The use of web pages that look similar or impersonate media outlets is a common practice used to give credibility to misinformation. An example is Doppelganger Operation, identified in 2022, a campaign that used more than fifty domains that posed as existing media outlets, that is, they impersonated them in Germany, France, Italy, the United Kingdom, the United States, Ukraine, Latvia, Lithuania and Estonia.

This cross-border characteristic has also been pointed out by various fact-checkers and open source organisations (OSINT) with Operation Overload, whose main objective is to burden disinformation researchers and fact-checkers, which forces experts to work overtime to verify and debunk disinformation content, specifically crafted and disseminated to target them.

Some of the disinformation that we have identified through the system has circulated in several countries at the same time, however not all fact-checkers have published the fact-check on their websites so as not to amplify something that is not viral enough.
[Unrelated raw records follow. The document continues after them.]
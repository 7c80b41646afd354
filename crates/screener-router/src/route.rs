//! The screens of the client and their paths.

use std::fmt;
use std::str::FromStr;

use serde::{Deserialize, Serialize};

use crate::RouterError;

/// A screen of the client.
#[derive(Debug, Clone, Copy, PartialEq, Eq, Hash, Serialize, Deserialize)]
#[serde(rename_all = "lowercase")]
pub enum Route {
    /// `/`: public landing page.
    Landing,
    /// `/login`: public login page.
    Login,
    /// `/application`: the market dashboard. Requires a session.
    Application,
}

impl Route {
    pub const ALL: [Route; 3] = [Route::Landing, Route::Login, Route::Application];

    /// Matches a path to a route.
    ///
    /// A trailing slash, query string, or fragment is ignored, so
    /// `/login/`, `/login?next=x` and `/login` are the same route.
    pub fn parse(path: &str) -> Result<Self, RouterError> {
        let bare = path
            .split(['?', '#'])
            .next()
            .unwrap_or_default()
            .trim();
        let trimmed = bare.trim_end_matches('/');

        match trimmed {
            "" => Ok(Self::Landing),
            "/login" => Ok(Self::Login),
            "/application" => Ok(Self::Application),
            _ => Err(RouterError::UnknownRoute(path.to_string())),
        }
    }

    pub fn path(&self) -> &'static str {
        match self {
            Self::Landing => "/",
            Self::Login => "/login",
            Self::Application => "/application",
        }
    }

    /// Returns `true` if only a logged-in user may see this route.
    pub fn is_protected(&self) -> bool {
        matches!(self, Self::Application)
    }
}

impl FromStr for Route {
    type Err = RouterError;

    fn from_str(s: &str) -> Result<Self, Self::Err> {
        Self::parse(s)
    }
}

impl fmt::Display for Route {
    fn fmt(&self, f: &mut fmt::Formatter<'_>) -> fmt::Result {
        f.write_str(self.path())
    }
}
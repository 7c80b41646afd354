/// Errors that can occur in the transport layer.
///
/// A non-200 status is NOT a transport error: the request reached the
/// server and came back, so callers get an [`HttpResponse`](crate::HttpResponse)
/// and decide for themselves.
#[derive(Debug, thiserror::Error)]
pub enum TransportError {
    /// The configured base URL can't be used to build request URLs.
    #[error("invalid base url: {0}")]
    InvalidBaseUrl(String),

    /// The underlying HTTP client could not be constructed.
    #[error("http client build failed: {0}")]
    ClientBuild(String),

    /// The request never produced a response (connection refused,
    /// DNS failure, timeout).
    #[error("request to {path} failed: {message}")]
    RequestFailed { path: String, message: String },

    /// The response arrived but its body could not be read.
    #[error("reading response body from {path} failed: {message}")]
    BodyFailed { path: String, message: String },
}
This is another objective of Operation Overload: to try to take advantage of these professionals “to amplify the false claims of the operation through debunking and reach a broader audience,” they explain.

This research has been carried out following a methodology that includes a scale of risk values ​​that points out if a content is part of a disinformation campaign, according to the following criteria: channels where the disinformation has been disseminated, countries in which it has circulated the same disinformation content, platforms on which it has been shared and identified narratives.

Who participates in this project?

This collaborative project, funded by the National Endowment for Democracy (NED), aims to improve the technological capabilities for the detection, analysis and classification of disinformation of fact-checking organisations in Eastern Europe and Eurasia: StopFake (Ukraine), Media Development Foundation (Georgia) and Delfi (Lithuania); while allowing interconnection with other Latin American organisations: Chequeado (Argentina), La Silla Vacía (Colombia); EsPaja (Venezuela) and Animal Político (Mexico) and Spain (Maldita.es) for the study of the circulation of disinformation.

How do we know that content is circulating at the same time in several countries?

Maldita.es has designed a centralised system that acts as a repository through which fact-checkers from Ukraine, Georgia, Lithuania, in addition to Maldita.es, can send the content they receive through their respective chatbots or that which they identify on the internet, in accordance with the methodology established for this project. If the content circulates in one or more countries, an alert is sent to the rest of the countries so that they can check if the disinformation is circulating in those countries and, if so, they indicate it in the shared system. Just because disinformation has been seen in a country does not necessarily mean that the fact-checking organisation publishes the verification, as it may not have been viral enough.